A partida para 3 de novembro de 2020 ainda está em aberto e, apesar das pesquisas que favorecem Biden, mas hoje um pouco menos do que ontem, bastante incerto. A economia vai pesar, se vai ter uma recuperação clara em outubro ou não; pesará um possível ressurgimento do vírus; Os debates televisivos vão contar muito, mais do que o habitual. É muito provável que tudo termine nos pontos, como em 2016. Poucos haviam visto a tempo então que Trump tinha chances reais, dada a dinâmica do eleitorado. Hoje talvez tenha menos, devido à pandemia, ao colapso da economia e graças ao desempenho decepcionante na Casa Branca. Biden pode fazer isso, mesmo aos 77 anos.

Mas não é de forma alguma um dado adquirido. A base de Trump, construída com o apoio de cerca de 60% dos brancos sem formação universitária, não esfarela, ainda que apresente uma flacidez interessante que pode fazer a diferença em vários concelhos. No entanto, é uma base em claro declínio numérico, caiu de 52% dos eleitores em 2004 para pouco mais de 40% hoje. Há também o enfraquecimento de Trump entre os formado em faculdade, especialmente mulheres. Os republicanos, que tiveram em média cerca de 1976% do voto branco de 2016 a 55 contra cerca de 39% dos democratas, precisam cada vez mais do voto branco, e os democratas cada vez menos, dada a dinâmica populacional.  

A da convenção democrática era outra América, de abertura e inclusão, sem medo do fim da supremacia numérica dos brancos, que segundo previsões estatísticas oficiais eles não serão mais a maioria dos americanos até o ano de 2044. É um modelo que pretende incluir na cultura nacional, essencialmente branca e europeia nos princípios fundamentais da esfera sócio-política, milhões e milhões de pessoas de outras cores que são e querem ser americanos como todos os outros. 

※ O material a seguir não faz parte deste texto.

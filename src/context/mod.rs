//! The document, instance and tab the session was opened from.
//!
//! The CAD host launches the app with `documentId`, `instanceId`,
//! `instanceType`, `elementId` and `elementType` query parameters. Every
//! operation that needs "the current document" receives a [`SessionContext`]
//! built from them.

use crate::api::ElementType;
use crate::errors::ValidationError;
use crate::path::{
    to_element_path, to_instance_path, ElementPath, Identifier, InstancePath, PathError,
    WebLocation,
};

#[derive(Debug, Clone, PartialEq, Eq)]
pub struct SessionContext {
    instance: InstancePath,
    element_id: Option<String>,
    element_type: Option<ElementType>,
}

impl SessionContext {
    #[must_use]
    pub fn new(instance: InstancePath) -> Self {
        Self {
            instance,
            element_id: None,
            element_type: None,
        }
    }

    #[must_use]
    pub fn with_element(mut self, element_id: impl Into<String>) -> Self {
        self.element_id = Some(element_id.into());
        self
    }

    #[must_use]
    pub fn with_element_type(mut self, element_type: ElementType) -> Self {
        self.element_type = Some(element_type);
        self
    }

    /// Builds the context from launch query parameters.
    pub fn from_query_pairs<'a, I>(pairs: I) -> Result<Self, PathError>
    where
        I: IntoIterator<Item = (&'a str, &'a str)>,
    {
        let mut document_id = None;
        let mut instance_id = None;
        let mut instance_type = None;
        let mut element_id = None;
        let mut element_type = None;
        for (key, value) in pairs {
            match key {
                "documentId" => document_id = Some(value),
                "instanceId" | "workspaceId" => instance_id = Some(value),
                "instanceType" | "workspaceOrVersion" => instance_type = Some(value),
                "elementId" => element_id = Some(value),
                "elementType" => element_type = value.parse().ok(),
                _ => {}
            }
        }
        let identifier = Identifier::from_fields(document_id, instance_id, instance_type, element_id)?;
        let mut context = match identifier {
            Identifier::Document(_) => return Err(PathError::MissingInstanceId),
            Identifier::Instance(instance) => Self::new(instance),
            Identifier::Element(element) => Self::from(element),
        };
        context.element_type = element_type;
        Ok(context)
    }

    /// Builds the context from a raw query string such as
    /// `documentId=..&instanceId=..&elementId=..`.
    pub fn from_query_string(query: &str) -> Result<Self, PathError> {
        let pairs: Vec<(String, String)> = url::form_urlencoded::parse(query.trim_start_matches('?').as_bytes())
            .into_owned()
            .collect();
        Self::from_query_pairs(pairs.iter().map(|(k, v)| (k.as_str(), v.as_str())))
    }

    #[must_use]
    pub fn instance(&self) -> &InstancePath {
        &self.instance
    }

    #[must_use]
    pub fn document_id(&self) -> &str {
        &self.instance.document_id
    }

    #[must_use]
    pub fn element_type(&self) -> Option<ElementType> {
        self.element_type
    }

    pub fn element(&self) -> Result<ElementPath, ValidationError> {
        self.element_id
            .as_ref()
            .map(|id| self.instance.with_element(id.clone()))
            .ok_or(ValidationError::MissingElement)
    }

    #[must_use]
    pub fn instance_api_path(&self) -> String {
        to_instance_path(&self.instance)
    }

    pub fn element_api_path(&self) -> Result<String, ValidationError> {
        self.element().map(|element| to_element_path(&element))
    }

    /// Whether `target` is the instance this session is open in, by
    /// document and instance id.
    #[must_use]
    pub fn is_current_instance(&self, target: &InstancePath) -> bool {
        self.instance.same_link_target(target)
    }
}

impl From<ElementPath> for SessionContext {
    fn from(element: ElementPath) -> Self {
        Self::new(element.instance).with_element(element.element_id)
    }
}

impl From<WebLocation> for SessionContext {
    fn from(location: WebLocation) -> Self {
        Self::from(location.element)
    }
}

#[cfg(test)]
#[path = "context_tests.rs"]
mod tests;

É uma visão do futuro. Trump, como muitos de seus apoiadores, confunde o futuro com o passado. A convenção democrática ela, portanto, moveu-se com cautela no terreno complexo de um partido que deve manter unidos progressistas que nunca foram tão assertivos como hoje, às vezes até demais, e moderados, conquistando consenso também nesta segunda frente. Alexandria Ocasio-Cortez, a congressista hiperprogressista de Nova York, teve apenas um minuto para falar, e nem mesmo nomeou Biden, para ela um criptoconservador.

Como em outras ocasiões no passado, a convenção é jogada à esquerda para celebrar a unidade do partido e evitar fugas e absenteísmo, enquanto a parte decisiva da campanha eleitoral, setembro e outubro, é jogada mais à direita para recuperar tantos votos quanto possível. Será necessário. O jogo é grande, o medo é uma mola para sacudir os indecisos e Obama tem tentado comover a todos ao esquadrinhar os limites de uma possível derrota. Para a América, muito dependerá desta votação. E também para o mundo, a Europa na primeira fila.

Trump não sabe o que quer, exceto arrancar o máximo de votos possível das ilusões de um eleitorado ignorante da história e convencido de que só a América seria um paraíso e que cuidar do mundo só trouxe problemas. Por isso, o manifesto publicado em 21 de agosto por 70 ex-protagonistas da diplomacia, dos serviços de defesa e segurança, todos republicanos, e que o convida a votar em Biden e para mandar para casa um Trump "inadequado para o papel presidencial", ele acertou em cheio. Mas só para quem quiser ler. Para outros, será mais uma prova de que a elite é traiçoeira e só Trump pode liderar o país. Onde?